Purity greater than 90%by SEC-HPLC
Figure 2.The purity of ACROBiosystems Human LAG-3, Fc Tag (Cat.No.LA3-H5255) is determined to be greater than 94% (A) , while the purity of a comparable product from company R is determined to be greater than 76% (B) .
Trimer proteins validated in SEC-MALS
The tumor necrosis factor (TNF) superfamily contains 19 ligands and 29 receptors, including TNFSF4 (OX40 Ligand) , TNFSF7 (CD27 Ligand) , TNFSF5 (CD40 Ligand) , among others.The endogenous TNF superfamily ligands often form trimer (Russell et al., 2018)
Figure 3. The purity of Human CD27 Ligand, His,Flag Tag (active trimer) (MALS verified) (Cat. No. CDL-H52Da) was more than 95% in HP-SEC, and around 55-70 kDa verified by SEC-MALS.
Bioactivity validated in functional ELISA, SPR & FACS
Bioactivity of our Immune Checkpoint Proteins and their ligands are validated in a series of assay, including ELISA (Figure.4 and Figure.8) , SPR (Figure.5 and Figure.9) and FACS, including binding assay (Figure.6 and Figure.10) and/or neutralizing assay (Figure.7 and Figure.11) .
The CD47-SIRPalpha interaction plays a role in inhibitory role in phagocytosis (Liu et al., 2017) .Thus, blocking the SIRPalpha-CD47 interaction with a monoclonal antibody (Figure.7) provides an effective anti-cancer therapy by increasing elimination of cancer cells by the innate immunity (Huang et al., 2017) .

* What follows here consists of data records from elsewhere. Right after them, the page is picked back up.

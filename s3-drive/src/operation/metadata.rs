/*
 * Copyright Amazon.com, Inc. or its affiliates. All Rights Reserved.
 * SPDX-License-Identifier: Apache-2.0
 */

use std::time::SystemTime;

use aws_sdk_s3::operation::head_object::HeadObjectError;
use aws_sdk_s3::presigning::PresigningConfig;

use crate::client::Handle;
use crate::error::{self, Error, ErrorCause};
use crate::operation::convert;
use crate::types::{FileStats, SignedUrlOptions, Visibility};

/// Returns whether an object exists at `location`. Not found is `Ok(false)`.
pub(crate) async fn exists(handle: &Handle, location: &str) -> Result<bool, Error> {
    let resp = handle
        .client()
        .head_object()
        .bucket(handle.bucket())
        .key(location)
        .send()
        .await;

    match resp {
        Ok(_) => Ok(true),
        Err(err)
            if err.as_service_error().is_some_and(HeadObjectError::is_not_found)
                || err.is_missing_object() =>
        {
            tracing::trace!(location, "object not found");
            Ok(false)
        }
        Err(err) => Err(error::metadata_failed(location)(err)),
    }
}

/// Resolve the visibility of `location` from its access control grants
pub(crate) async fn get_visibility(handle: &Handle, location: &str) -> Result<Visibility, Error> {
    let resp = handle
        .client()
        .get_object_acl()
        .bucket(handle.bucket())
        .key(location)
        .send()
        .await
        .map_err(error::metadata_failed(location))?;

    Ok(convert::visibility_from_grants(resp.grants()))
}

pub(crate) async fn get_stats(handle: &Handle, location: &str) -> Result<FileStats, Error> {
    let resp = handle
        .client()
        .head_object()
        .bucket(handle.bucket())
        .key(location)
        .send()
        .await
        .map_err(error::metadata_failed(location))?;

    let modified = resp
        .last_modified()
        .and_then(|dt| SystemTime::try_from(*dt).ok())
        .unwrap_or(SystemTime::UNIX_EPOCH);

    Ok(FileStats {
        modified,
        size: resp
            .content_length()
            .and_then(|len| u64::try_from(len).ok())
            .unwrap_or_default(),
        is_file: true,
        etag: resp.e_tag().map(str::to_owned),
    })
}

/// Presign a `GetObject` request for `location`
pub(crate) async fn get_signed_url(
    handle: &Handle,
    location: &str,
    options: SignedUrlOptions,
) -> Result<String, Error> {
    let expires_in = options.expires_in();
    let presigning =
        PresigningConfig::expires_in(expires_in).map_err(error::metadata_failed(location))?;

    tracing::trace!(
        bucket = handle.bucket(),
        location,
        ?expires_in,
        headers = ?options.headers(),
        "presigning get object request"
    );

    let req = handle
        .client()
        .get_object()
        .bucket(handle.bucket())
        .key(location);
    let presigned = convert::copy_headers_to_get_object_request(options.headers(), req)
        .presigned(presigning)
        .await
        .map_err(error::metadata_failed(location))?;

    Ok(presigned.uri().to_owned())
}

ACROBiosystems provides a unique set of CD47-relevant products, including mutilple avi tag pre-biotinylated proteins, for rapid high throughput screening.In addition, we also provide CD47 and SIRP alpha from other commonly used experimental animal species, including cynomolgus, rhesus macaque, mouse, rat, rabbit.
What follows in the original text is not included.